Production: Use 300+ for high-fidelity data.
batch_size int 500 Number of samples processed at once.
• Increase for speed (if GPU memory allows).
• Decrease if you hit Out-Of-Memory (OOM) errors.
embedding_threshold int 50 Columns with unique values > this number will use Embeddings instead of One-Hot.
validate bool False If True, automatically runs a validation report after training (requires validate extra dependencies).

Unused Parameters

The parameters sample_size and sampling_strategy currently appear in the fit() signature but are not yet implemented. As of v1.4.0, passing sampling_strategy emits a warning. The system currently uses the full dataset provided in the data argument. Future versions will support downsampling large datasets before training.

Hardware & Performance

  • Memory: The most critical resource. Since data is converted to Pandas/Numpy for training, you generally need 2-3x the size of your largest single table in RAM.
  • CPU vs GPU:
    • CPU: Default. Works fine for smaller datasets (< 100k rows/table).
    • GPU: Highly recommended for production training. CTGAN is a neural network; training on a GPU is 10-50x faster.
    • To use GPU, ensure you have a CUDA-compatible PyTorch version installed.
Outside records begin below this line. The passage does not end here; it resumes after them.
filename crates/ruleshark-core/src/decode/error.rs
use thiserror::Error;

/// Errors returned by packet decoding.
#[derive(Debug, Error)]
pub enum DecodeError {
    #[error("packet slice error: {0}")]
    Slice(String),
    #[error("unsupported link type: {0}")]
    UnsupportedLinktype(i32),
}
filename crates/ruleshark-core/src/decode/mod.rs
//! Link/network/transport decoding into ordered layers.
//!
//! Slicing is delegated to `etherparse`; this module only maps the slices to
//! `LayerInfo` records, outermost first, and appends a `Payload` layer for any
//! bytes left after the innermost header.

pub mod error;
pub mod parser;

pub use error::DecodeError;
pub use parser::decode_packet;
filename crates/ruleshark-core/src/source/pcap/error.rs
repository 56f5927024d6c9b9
use thiserror::Error;

#[derive(Debug, Error)]
pub enum PcapSourceError {
    #[error("I/O error: {0}")]
    Io(#[from] std::io::Error),
    #[error("PCAP parse error ({context}): {message}")]
    Pcap {
        context: &'static str,
        message: String,
    },
}

impl PcapSourceError {
    pub(crate) fn pcap(context: &'static str, err: impl std::fmt::Display) -> Self {
        PcapSourceError::Pcap {
            context,
            message: err.to_string(),
        }
    }
}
The synthesizer automatically detects and uses CUDA if available.

Troubleshooting

Out of Memory (OOM) Errors

  • Symptom: Process crashes with MemoryError or CUDA out of memory.
  • Fix 1: Reduce batch_size (e.g., to 100 or 50).
  • Fix 2: Reduce the number of context columns in Metadata. Joining parent context increases the width of the training data.
  • Fix 3: Increase embedding_threshold carefully (embeddings use less memory than massive One-Hot vectors, but the transformation step itself needs memory).
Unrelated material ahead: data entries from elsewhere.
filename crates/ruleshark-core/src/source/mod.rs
//! Packet sources.
//!
//! A source yields raw link-layer frames in capture order. Decoding happens
//! elsewhere; sources only deal with container formats and I/O.

mod memory;
pub(crate) mod pcap;

pub use memory::MemorySource;
pub use pcap::PcapFileSource;

use pcap_parser::Linktype;
use thiserror::Error;

/// One captured frame as read from a source.
#[derive(Debug, Clone)]
pub struct PacketEvent {
    /// Capture timestamp in seconds since the Unix epoch, when known.
    pub ts: Option<f64>,
    /// Link type of `data`.
    pub linktype: Linktype,
    /// Captured bytes, starting at the link layer.
    pub data: Vec<u8>,
}

pub trait PacketSource {
    fn next_packet(&mut self) -> Result<Option<PacketEvent>, SourceError>;
}

#[derive(Debug, Error)]
pub enum SourceError {
    #[error("I/O error: {0}")]
    Io(#[from] std::io::Error),
    #[error("PCAP parse error: {0}")]
    Pcap(String),
}

impl From<pcap::error::PcapSourceError> for SourceError {
    fn from(value: pcap::error::PcapSourceError) -> Self {
        match value {
            pcap::error::PcapSourceError::Io(err) => SourceError::Io(err),
            pcap::error::PcapSourceError::Pcap { context, message } => {
                SourceError::Pcap(format!("{context}: {message}"))
            }
        }
    }
}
Mode Collapse (Output is constant or repetitive)

  • Symptom: The generated data looks very repetitive (e.g., every User is named "John").
  • Cause: The Generator found a "safe" output that fools the Discriminator, or the Discriminator is too weak.
  • Fix:
    • Increase epochs. In early epochs, GANs often produce noise or mode-collapsed data before converging.
    • Check for data skew. If 99% of your real data is "John", the model is actually correct!

Training is too slow

  • Fix: Enable GPU acceleration.
  • Fix: Explicitly exclude irrelevant text columns (e.g., "Description" fields that are unique per row) from Metadata or mark them as PII to be faked rather than modeled. Learning free-text fields with a tabular GAN is inefficient.